* How to complete this task *
Below are records; output all of them exactly.

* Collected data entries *
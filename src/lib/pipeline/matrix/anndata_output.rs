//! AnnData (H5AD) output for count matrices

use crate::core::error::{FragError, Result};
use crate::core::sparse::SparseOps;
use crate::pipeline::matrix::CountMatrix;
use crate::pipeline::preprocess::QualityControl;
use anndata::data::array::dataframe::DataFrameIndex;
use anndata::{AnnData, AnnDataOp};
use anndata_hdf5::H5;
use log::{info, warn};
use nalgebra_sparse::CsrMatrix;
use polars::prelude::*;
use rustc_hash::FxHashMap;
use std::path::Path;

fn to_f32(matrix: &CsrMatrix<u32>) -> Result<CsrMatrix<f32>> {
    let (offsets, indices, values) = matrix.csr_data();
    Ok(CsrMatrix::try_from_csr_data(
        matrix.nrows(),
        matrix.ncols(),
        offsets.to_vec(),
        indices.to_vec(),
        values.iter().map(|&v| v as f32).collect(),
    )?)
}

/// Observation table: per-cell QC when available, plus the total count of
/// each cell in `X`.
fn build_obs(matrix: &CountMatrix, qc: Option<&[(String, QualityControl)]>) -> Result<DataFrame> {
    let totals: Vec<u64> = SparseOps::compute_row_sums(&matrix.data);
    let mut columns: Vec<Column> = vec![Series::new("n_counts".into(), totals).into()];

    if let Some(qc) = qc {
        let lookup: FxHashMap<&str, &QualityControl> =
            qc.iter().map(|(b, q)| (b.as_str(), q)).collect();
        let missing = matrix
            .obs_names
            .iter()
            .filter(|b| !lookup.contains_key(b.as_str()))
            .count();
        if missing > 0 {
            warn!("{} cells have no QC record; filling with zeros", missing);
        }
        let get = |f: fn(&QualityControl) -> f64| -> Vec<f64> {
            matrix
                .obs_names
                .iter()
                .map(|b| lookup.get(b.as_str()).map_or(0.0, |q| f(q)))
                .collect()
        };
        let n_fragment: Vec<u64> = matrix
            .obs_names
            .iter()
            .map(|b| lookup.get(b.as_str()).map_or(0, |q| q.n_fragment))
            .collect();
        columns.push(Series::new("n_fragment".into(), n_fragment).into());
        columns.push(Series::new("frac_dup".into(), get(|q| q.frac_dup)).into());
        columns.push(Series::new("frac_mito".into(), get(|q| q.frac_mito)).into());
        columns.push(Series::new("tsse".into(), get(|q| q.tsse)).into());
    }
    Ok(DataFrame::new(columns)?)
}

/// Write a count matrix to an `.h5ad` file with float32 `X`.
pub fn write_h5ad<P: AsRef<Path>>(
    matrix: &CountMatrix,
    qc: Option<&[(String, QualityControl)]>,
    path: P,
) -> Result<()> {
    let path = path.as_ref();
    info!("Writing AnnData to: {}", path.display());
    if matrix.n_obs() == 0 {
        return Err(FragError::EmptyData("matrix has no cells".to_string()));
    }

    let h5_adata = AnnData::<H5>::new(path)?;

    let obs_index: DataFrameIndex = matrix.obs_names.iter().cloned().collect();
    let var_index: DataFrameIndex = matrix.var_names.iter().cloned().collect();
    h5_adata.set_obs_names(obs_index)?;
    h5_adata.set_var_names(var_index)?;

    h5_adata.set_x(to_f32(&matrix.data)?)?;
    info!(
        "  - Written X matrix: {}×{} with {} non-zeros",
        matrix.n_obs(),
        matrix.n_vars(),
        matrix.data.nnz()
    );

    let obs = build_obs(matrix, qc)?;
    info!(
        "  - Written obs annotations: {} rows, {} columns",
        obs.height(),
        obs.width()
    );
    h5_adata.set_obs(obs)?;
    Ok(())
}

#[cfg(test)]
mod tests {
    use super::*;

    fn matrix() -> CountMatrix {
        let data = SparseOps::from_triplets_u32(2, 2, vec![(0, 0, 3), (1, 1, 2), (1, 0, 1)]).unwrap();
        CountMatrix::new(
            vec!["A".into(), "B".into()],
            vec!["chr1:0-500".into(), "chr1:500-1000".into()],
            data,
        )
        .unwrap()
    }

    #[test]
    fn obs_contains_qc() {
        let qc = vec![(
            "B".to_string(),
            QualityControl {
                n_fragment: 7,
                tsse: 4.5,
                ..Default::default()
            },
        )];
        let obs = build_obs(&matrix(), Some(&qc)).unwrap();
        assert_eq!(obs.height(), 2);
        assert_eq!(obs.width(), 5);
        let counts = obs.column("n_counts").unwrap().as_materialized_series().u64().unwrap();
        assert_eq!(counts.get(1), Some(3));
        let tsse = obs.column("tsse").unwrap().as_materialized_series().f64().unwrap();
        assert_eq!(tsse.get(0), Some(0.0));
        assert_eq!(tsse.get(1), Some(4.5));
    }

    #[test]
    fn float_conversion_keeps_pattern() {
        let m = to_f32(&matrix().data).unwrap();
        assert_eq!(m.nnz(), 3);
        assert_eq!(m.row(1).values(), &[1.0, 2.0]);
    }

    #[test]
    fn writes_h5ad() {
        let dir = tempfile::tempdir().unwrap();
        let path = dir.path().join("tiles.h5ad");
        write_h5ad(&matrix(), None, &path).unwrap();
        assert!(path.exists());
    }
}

* Response box *
filename src/lib/pipeline/matrix/anndata_output.rs
//! AnnData (H5AD) output for count matrices

use crate::core::error::{FragError, Result};
use crate::core::sparse::SparseOps;
use crate::pipeline::matrix::CountMatrix;
use crate::pipeline::preprocess::QualityControl;
use anndata::data::array::dataframe::DataFrameIndex;
use anndata::{AnnData, AnnDataOp};
use anndata_hdf5::H5;
use log::{info, warn};
use nalgebra_sparse::CsrMatrix;
use polars::prelude::*;
use rustc_hash::FxHashMap;
use std::path::Path;

fn to_f32(matrix: &CsrMatrix<u32>) -> Result<CsrMatrix<f32>> {
    let (offsets, indices, values) = matrix.csr_data();
    Ok(CsrMatrix::try_from_csr_data(
        matrix.nrows(),
        matrix.ncols(),
        offsets.to_vec(),
        indices.to_vec(),
        values.iter().map(|&v| v as f32).collect(),
    )?)
}

/// Observation table: per-cell QC when available, plus the total count of
/// each cell in `X`.
fn build_obs(matrix: &CountMatrix, qc: Option<&[(String, QualityControl)]>) -> Result<DataFrame> {
    let totals: Vec<u64> = SparseOps::compute_row_sums(&matrix.data);
    let mut columns: Vec<Column> = vec![Series::new("n_counts".into(), totals).into()];

    if let Some(qc) = qc {
        let lookup: FxHashMap<&str, &QualityControl> =
            qc.iter().map(|(b, q)| (b.as_str(), q)).collect();
        let missing = matrix
            .obs_names
            .iter()
            .filter(|b| !lookup.contains_key(b.as_str()))
            .count();
        if missing > 0 {
            warn!("{} cells have no QC record; filling with zeros", missing);
        }
        let get = |f: fn(&QualityControl) -> f64| -> Vec<f64> {
            matrix
                .obs_names
                .iter()
                .map(|b| lookup.get(b.as_str()).map_or(0.0, |q| f(q)))
                .collect()
        };
        let n_fragment: Vec<u64> = matrix
            .obs_names
            .iter()
            .map(|b| lookup.get(b.as_str()).map_or(0, |q| q.n_fragment))
            .collect();
        columns.push(Series::new("n_fragment".into(), n_fragment).into());
        columns.push(Series::new("frac_dup".into(), get(|q| q.frac_dup)).into());
        columns.push(Series::new("frac_mito".into(), get(|q| q.frac_mito)).into());
        columns.push(Series::new("tsse".into(), get(|q| q.tsse)).into());
    }
    Ok(DataFrame::new(columns)?)
}

/// Write a count matrix to an `.h5ad` file with float32 `X`.
pub fn write_h5ad<P: AsRef<Path>>(
    matrix: &CountMatrix,
    qc: Option<&[(String, QualityControl)]>,
    path: P,
) -> Result<()> {
    let path = path.as_ref();
    info!("Writing AnnData to: {}", path.display());
    if matrix.n_obs() == 0 {
        return Err(FragError::EmptyData("matrix has no cells".to_string()));
    }

    let h5_adata = AnnData::<H5>::new(path)?;

    let obs_index: DataFrameIndex = matrix.obs_names.iter().cloned().collect();
    let var_index: DataFrameIndex = matrix.var_names.iter().cloned().collect();
    h5_adata.set_obs_names(obs_index)?;
    h5_adata.set_var_names(var_index)?;

    h5_adata.set_x(to_f32(&matrix.data)?)?;
    info!(
        "  - Written X matrix: {}×{} with {} non-zeros",
        matrix.n_obs(),
        matrix.n_vars(),
        matrix.data.nnz()
    );

    let obs = build_obs(matrix, qc)?;
    info!(
        "  - Written obs annotations: {} rows, {} columns",
        obs.height(),
        obs.width()
    );
    h5_adata.set_obs(obs)?;
    Ok(())
}

#[cfg(test)]
mod tests {
    use super::*;

    fn matrix() -> CountMatrix {
        let data = SparseOps::from_triplets_u32(2, 2, vec![(0, 0, 3), (1, 1, 2), (1, 0, 1)]).unwrap();
        CountMatrix::new(
            vec!["A".into(), "B".into()],
            vec!["chr1:0-500".into(), "chr1:500-1000".into()],
            data,
        )
        .unwrap()
    }

    #[test]
    fn obs_contains_qc() {
        let qc = vec![(
            "B".to_string(),
            QualityControl {
                n_fragment: 7,
                tsse: 4.5,
                ..Default::default()
            },
        )];
        let obs = build_obs(&matrix(), Some(&qc)).unwrap();
        assert_eq!(obs.height(), 2);
        assert_eq!(obs.width(), 5);
        let counts = obs.column("n_counts").unwrap().as_materialized_series().u64().unwrap();
        assert_eq!(counts.get(1), Some(3));
        let tsse = obs.column("tsse").unwrap().as_materialized_series().f64().unwrap();
        assert_eq!(tsse.get(0), Some(0.0));
        assert_eq!(tsse.get(1), Some(4.5));
    }

    #[test]
    fn float_conversion_keeps_pattern() {
        let m = to_f32(&matrix().data).unwrap();
        assert_eq!(m.nnz(), 3);
        assert_eq!(m.row(1).values(), &[1.0, 2.0]);
    }

    #[test]
    fn writes_h5ad() {
        let dir = tempfile::tempdir().unwrap();
        let path = dir.path().join("tiles.h5ad");
        write_h5ad(&matrix(), None, &path).unwrap();
        assert!(path.exists());
    }
}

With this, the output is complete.